## Exercise requirements
Could you give every record again, exactly as it reads?
_ _ _ _
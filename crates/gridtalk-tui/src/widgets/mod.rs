//! Chat widgets

pub mod input_box;
pub mod message_list;
pub mod spinner;

pub use input_box::InputBox;
pub use message_list::{ChatMessage, MessageList, Speaker, content_height};
pub use spinner::Spinner;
_ _ _ _
## Exercise response
filename crates/gridtalk-tui/src/widgets/mod.rs
//! Chat widgets

pub mod input_box;
pub mod message_list;
pub mod spinner;

pub use input_box::InputBox;
pub use message_list::{ChatMessage, MessageList, Speaker, content_height};
pub use spinner::Spinner;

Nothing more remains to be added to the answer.